1. Getting the titles wrong. Lady Sarah Winchester isn't the same person as Lady Winchester is, and when the author gets it wrong, it's easy to dismiss the story entirely.
(Here's the skinny on how to handle dukes ... marquesses ... viscounts ... barons ... and baronets.)
2. Getting the succession wrong. Inheritance of money is one thing, titles are another. Illegitimate sons could not inherit titles, period. Oldest sons could not be bypassed in favor of younger ones. Daughters could not pass along titles at all (there are a very few exceptions, by royal decree).
3. Getting the geography wrong. London to Gretna Green is 320 miles.

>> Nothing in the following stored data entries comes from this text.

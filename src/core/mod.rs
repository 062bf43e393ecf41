//! Training loops, evaluation, and training telemetry.

pub mod session;
pub mod telemetry;
pub mod trainer;
//! Toast notification types.

use std::time::{Duration, Instant};

/// Severity of a toast; picks its colour and title.
#[derive(Debug, Clone, Copy, PartialEq, Eq)]
pub enum ToastType {
    /// Neutral notice.
    Info,
    /// Goal reached or match won.
    Success,
    /// Episode cut off by its step limit.
    Warning,
    /// Episode lost or match conceded.
    Error,
}

/// A centred message box over the current scene.
#[derive(Debug, Clone, PartialEq)]
pub struct Toast {
    /// Text to show; `\n` starts a new paragraph.
    pub message: String,
    /// Severity, which sets the colour and title.
    pub toast_type: ToastType,
    /// `None` keeps the toast up until replaced.
    pub expires_at: Option<Instant>,
}

impl Toast {
    /// A toast that disappears after `duration`.
    pub fn timed(message: impl Into<String>, toast_type: ToastType, duration: Duration) -> Self {
        Self {
            message: message.into(),
            toast_type,
            expires_at: Some(Instant::now() + duration),
        }
    }

    /// A toast that stays until replaced.
    pub fn sticky(message: impl Into<String>, toast_type: ToastType) -> Self {
        Self {
            message: message.into(),
            toast_type,
            expires_at: None,
        }
    }

    /// Whether a timed toast has run out at `now`.
    pub fn is_expired(&self, now: Instant) -> bool {
        self.expires_at.is_some_and(|at| now >= at)
    }
}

Even if you figure an average speed of 10 miles per hour for a team of horses (and that would be tough to maintain over time, what with having to stop to change teams every few miles), it was impossible to do the trip in a day, much less overnight, during the Georgian or Regency eras. Which was the entire point, of course, since by the time a couple had been together and alone for such a long journey, the girl's reputation was ruined and irreparable.

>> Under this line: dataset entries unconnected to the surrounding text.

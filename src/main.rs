//! rl-arcade: tabular Q-learning agents for Mountain Car, Frozen Lake and
//! air hockey, with a terminal viewer.

mod agent;
mod app;
mod cli;
mod config;
mod constants;
mod core;
mod env;
mod error;
mod event;
mod logging;
mod state;
mod theme;
mod ui;

use clap::Parser;
use cli::args::Args;
use cli::commands::Context;
use color_eyre::Result;
use config::AppConfig;

fn main() -> Result<()> {
    color_eyre::install()?;

    let args = Args::parse();
    let (config, source) = AppConfig::load(args.config.as_deref())?;
    let data_dir = config.data_dir(args.data_dir.as_deref());

    let _guard = logging::init(&data_dir, &config.logging.level)?;
    tracing::info!(
        version = constants::APP_VERSION,
        config = %source,
        data_dir = %data_dir.display(),
        "starting"
    );

    let ctx = Context {
        config,
        data_dir,
        seed: args.seed,
    };
    cli::commands::run(&ctx, args.command)
}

4. 21st century characters who turn up in historical time periods. I don't mean modern-day characters who time travel. I mean people who were supposedly born and reared in the 1300s, or the 1500s, or the 1800s, but who think and act and talk and behave as though they just stepped out of Starbucks holding a latte and an iPhone, complete with modern sensibilities and politically-correct attitudes.
5. Magically-survivable
injuries. Before modern antibiotics, being shot in the abdomen was pretty
much a death sentence. There are real-life stories of survivors, yes, but they’re
remembered because they were rare.
Concussions were just as serious then as they are now, and being hit over the
head hard enough to cause unconsciousness for a period of time is likely to
lead to bleeding in the brain and death, not a nice long sleep and then waking
up feeling just fine and remembering everything. (Author Eileen Dreyer, who was a trauma nurse before
writing thrillers, does some great seminar sessions on medicine in historical
eras and how authors get it wrong.)
What about you? What are your pet peeves, the things that make you toss a book aside? Please share!
For me, as a brit, Americanisms in regency England do annoy me as well as overly modern language. And often there's not even simple basic fact checking. These days it isn't that hard, you know with Google and the magic of the Internet and all that.